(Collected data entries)
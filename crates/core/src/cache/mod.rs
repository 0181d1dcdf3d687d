//! TTL-bound JSON cache on local disk.
//!
//! Each entry lives in its own `<key>.json` file wrapping the payload in
//! an envelope with its write timestamp. Reads past the TTL delete the
//! entry and report a miss, as do unreadable entries; a miss is never an
//! error.

use std::io;
use std::path::PathBuf;
use std::sync::Arc;
use std::time::Duration;

use serde::de::DeserializeOwned;
use serde::{Deserialize, Serialize};

use dojade_transit::time::{Clock, SystemClock};

/// Cached reference data goes stale after a day.
pub const DEFAULT_TTL: Duration = Duration::from_secs(24 * 60 * 60);

#[derive(Debug, thiserror::Error)]
pub enum CacheError {
    #[error("Cache IO error: {0}")]
    Io(#[from] io::Error),

    #[error("Cache encoding error: {0}")]
    Encode(#[from] serde_json::Error),
}

pub type Result<T> = std::result::Result<T, CacheError>;

/// Payload plus the instant it was written, unix milliseconds.
#[derive(Debug, Serialize, Deserialize)]
struct Envelope<T> {
    data: T,
    timestamp: i64,
}

pub struct CacheStore {
    dir: PathBuf,
    ttl: Duration,
    clock: Arc<dyn Clock>,
}

impl CacheStore {
    /// Opens the cache directory, creating it if needed.
    pub fn new(dir: PathBuf, ttl: Duration) -> Result<Self> {
        Self::with_clock(dir, ttl, Arc::new(SystemClock))
    }

    pub fn with_clock(dir: PathBuf, ttl: Duration, clock: Arc<dyn Clock>) -> Result<Self> {
        std::fs::create_dir_all(&dir)?;
        Ok(Self { dir, ttl, clock })
    }

    /// Write a value under `key`, stamped with the current time.
    pub fn set<T: Serialize>(&self, key: &str, value: &T) -> Result<()> {
        let envelope = Envelope {
            data: value,
            timestamp: self.clock.now_utc().timestamp_millis(),
        };
        let encoded = serde_json::to_vec(&envelope)?;
        std::fs::write(self.entry_path(key), encoded)?;
        Ok(())
    }

    /// Read a fresh value under `key`.
    pub fn get<T: DeserializeOwned>(&self, key: &str) -> Option<T> {
        let path = self.entry_path(key);
        let raw = std::fs::read(&path).ok()?;
        let envelope: Envelope<T> = match serde_json::from_slice(&raw) {
            Ok(envelope) => envelope,
            Err(err) => {
                tracing::debug!("evicting unreadable cache entry {key}: {err}");
                let _ = std::fs::remove_file(&path);
                return None;
            }
        };

        let age_ms = self.clock.now_utc().timestamp_millis() - envelope.timestamp;
        if age_ms > self.ttl.as_millis() as i64 {
            tracing::debug!("evicting stale cache entry {key}");
            let _ = std::fs::remove_file(&path);
            return None;
        }
        Some(envelope.data)
    }

    /// Whether a fresh entry exists under `key`.
    pub fn has(&self, key: &str) -> bool {
        self.get::<serde_json::Value>(key).is_some()
    }

    pub fn remove(&self, key: &str) -> Result<()> {
        match std::fs::remove_file(self.entry_path(key)) {
            Ok(()) => Ok(()),
            Err(err) if err.kind() == io::ErrorKind::NotFound => Ok(()),
            Err(err) => Err(err.into()),
        }
    }

    /// Drop every entry in the cache directory.
    pub fn clear(&self) -> Result<()> {
        for entry in std::fs::read_dir(&self.dir)? {
            let path = entry?.path();
            if path.extension().is_some_and(|ext| ext == "json") {
                std::fs::remove_file(&path)?;
            }
        }
        Ok(())
    }

    fn entry_path(&self, key: &str) -> PathBuf {
        self.dir.join(format!("{}.json", sanitize_key(key)))
    }
}

/// Keys become file names; anything outside `[A-Za-z0-9_-]` is replaced.
fn sanitize_key(key: &str) -> String {
    key.chars()
        .map(|c| {
            if c.is_ascii_alphanumeric() || c == '-' || c == '_' {
                c
            } else {
                '_'
            }
        })
        .collect()
}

Directions: Keep to the lines above, from the first one through the line where "pub fn new(dir: PathBuf, ttl: Duration)" appears, and copy them exactly.

Response to this task:
filename crates/core/src/cache/mod.rs
repository 0181d1dcdf3d687d
//! TTL-bound JSON cache on local disk.
//!
//! Each entry lives in its own `<key>.json` file wrapping the payload in
//! an envelope with its write timestamp. Reads past the TTL delete the
//! entry and report a miss, as do unreadable entries; a miss is never an
//! error.

use std::io;
use std::path::PathBuf;
use std::sync::Arc;
use std::time::Duration;

use serde::de::DeserializeOwned;
use serde::{Deserialize, Serialize};

use dojade_transit::time::{Clock, SystemClock};

/// Cached reference data goes stale after a day.
pub const DEFAULT_TTL: Duration = Duration::from_secs(24 * 60 * 60);

#[derive(Debug, thiserror::Error)]
pub enum CacheError {
    #[error("Cache IO error: {0}")]
    Io(#[from] io::Error),

    #[error("Cache encoding error: {0}")]
    Encode(#[from] serde_json::Error),
}

pub type Result<T> = std::result::Result<T, CacheError>;

/// Payload plus the instant it was written, unix milliseconds.
#[derive(Debug, Serialize, Deserialize)]
struct Envelope<T> {
    data: T,
    timestamp: i64,
}

pub struct CacheStore {
    dir: PathBuf,
    ttl: Duration,
    clock: Arc<dyn Clock>,
}

impl CacheStore {
    /// Opens the cache directory, creating it if needed.
    pub fn new(dir: PathBuf, ttl: Duration) -> Result<Self> {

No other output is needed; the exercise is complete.